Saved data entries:

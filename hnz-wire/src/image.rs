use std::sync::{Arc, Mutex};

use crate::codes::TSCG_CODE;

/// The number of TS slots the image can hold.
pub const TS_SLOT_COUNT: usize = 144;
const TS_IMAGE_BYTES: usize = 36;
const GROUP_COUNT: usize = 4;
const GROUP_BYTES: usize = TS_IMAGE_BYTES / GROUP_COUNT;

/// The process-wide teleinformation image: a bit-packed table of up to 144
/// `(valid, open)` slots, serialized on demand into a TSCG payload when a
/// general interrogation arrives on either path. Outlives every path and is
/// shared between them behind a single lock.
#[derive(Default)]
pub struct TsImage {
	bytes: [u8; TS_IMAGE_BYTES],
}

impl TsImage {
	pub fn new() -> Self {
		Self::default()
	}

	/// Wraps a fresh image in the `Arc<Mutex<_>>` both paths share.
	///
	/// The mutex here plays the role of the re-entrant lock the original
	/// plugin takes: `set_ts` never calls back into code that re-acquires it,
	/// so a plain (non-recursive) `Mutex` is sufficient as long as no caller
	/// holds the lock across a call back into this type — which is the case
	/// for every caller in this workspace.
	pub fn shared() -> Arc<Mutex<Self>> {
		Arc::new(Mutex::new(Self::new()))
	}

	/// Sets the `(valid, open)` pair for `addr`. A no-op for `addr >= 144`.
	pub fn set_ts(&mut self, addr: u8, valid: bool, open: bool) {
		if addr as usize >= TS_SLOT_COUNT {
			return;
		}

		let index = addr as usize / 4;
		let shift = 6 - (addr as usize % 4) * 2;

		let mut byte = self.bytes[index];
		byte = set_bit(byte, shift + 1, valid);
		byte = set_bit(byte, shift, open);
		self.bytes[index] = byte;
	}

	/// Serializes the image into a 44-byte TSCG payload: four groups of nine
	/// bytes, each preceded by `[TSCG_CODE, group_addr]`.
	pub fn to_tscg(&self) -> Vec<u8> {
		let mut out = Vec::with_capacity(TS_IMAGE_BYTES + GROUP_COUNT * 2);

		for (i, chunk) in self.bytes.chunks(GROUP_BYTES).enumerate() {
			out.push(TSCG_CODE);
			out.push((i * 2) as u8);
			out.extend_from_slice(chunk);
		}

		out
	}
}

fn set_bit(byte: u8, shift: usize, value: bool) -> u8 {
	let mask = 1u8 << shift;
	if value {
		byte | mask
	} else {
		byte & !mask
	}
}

--

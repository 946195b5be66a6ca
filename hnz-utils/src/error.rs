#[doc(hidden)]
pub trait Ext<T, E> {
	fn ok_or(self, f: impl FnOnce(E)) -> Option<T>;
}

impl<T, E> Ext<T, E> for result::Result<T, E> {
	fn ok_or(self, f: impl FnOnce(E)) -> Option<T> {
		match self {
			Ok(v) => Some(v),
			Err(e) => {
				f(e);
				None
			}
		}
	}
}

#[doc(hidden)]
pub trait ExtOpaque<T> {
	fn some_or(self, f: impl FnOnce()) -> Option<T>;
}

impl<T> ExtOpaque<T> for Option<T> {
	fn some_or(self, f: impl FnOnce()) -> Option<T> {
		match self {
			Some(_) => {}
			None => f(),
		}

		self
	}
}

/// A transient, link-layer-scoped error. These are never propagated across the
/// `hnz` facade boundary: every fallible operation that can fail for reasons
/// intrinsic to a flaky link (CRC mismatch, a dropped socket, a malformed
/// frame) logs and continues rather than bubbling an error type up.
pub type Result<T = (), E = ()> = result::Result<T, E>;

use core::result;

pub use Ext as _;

→ TASK DETAILS
Given the records above, restate word for word only the lines starting at the one with "impl<T> ExtOpaque<T> for" and ending at the one with "propagated across the".

→ ANSWER FOR THIS EXERCISE
impl<T> ExtOpaque<T> for Option<T> {
	fn some_or(self, f: impl FnOnce()) -> Option<T> {
		match self {
			Some(_) => {}
			None => f(),
		}

		self
	}
}

/// A transient, link-layer-scoped error. These are never propagated across the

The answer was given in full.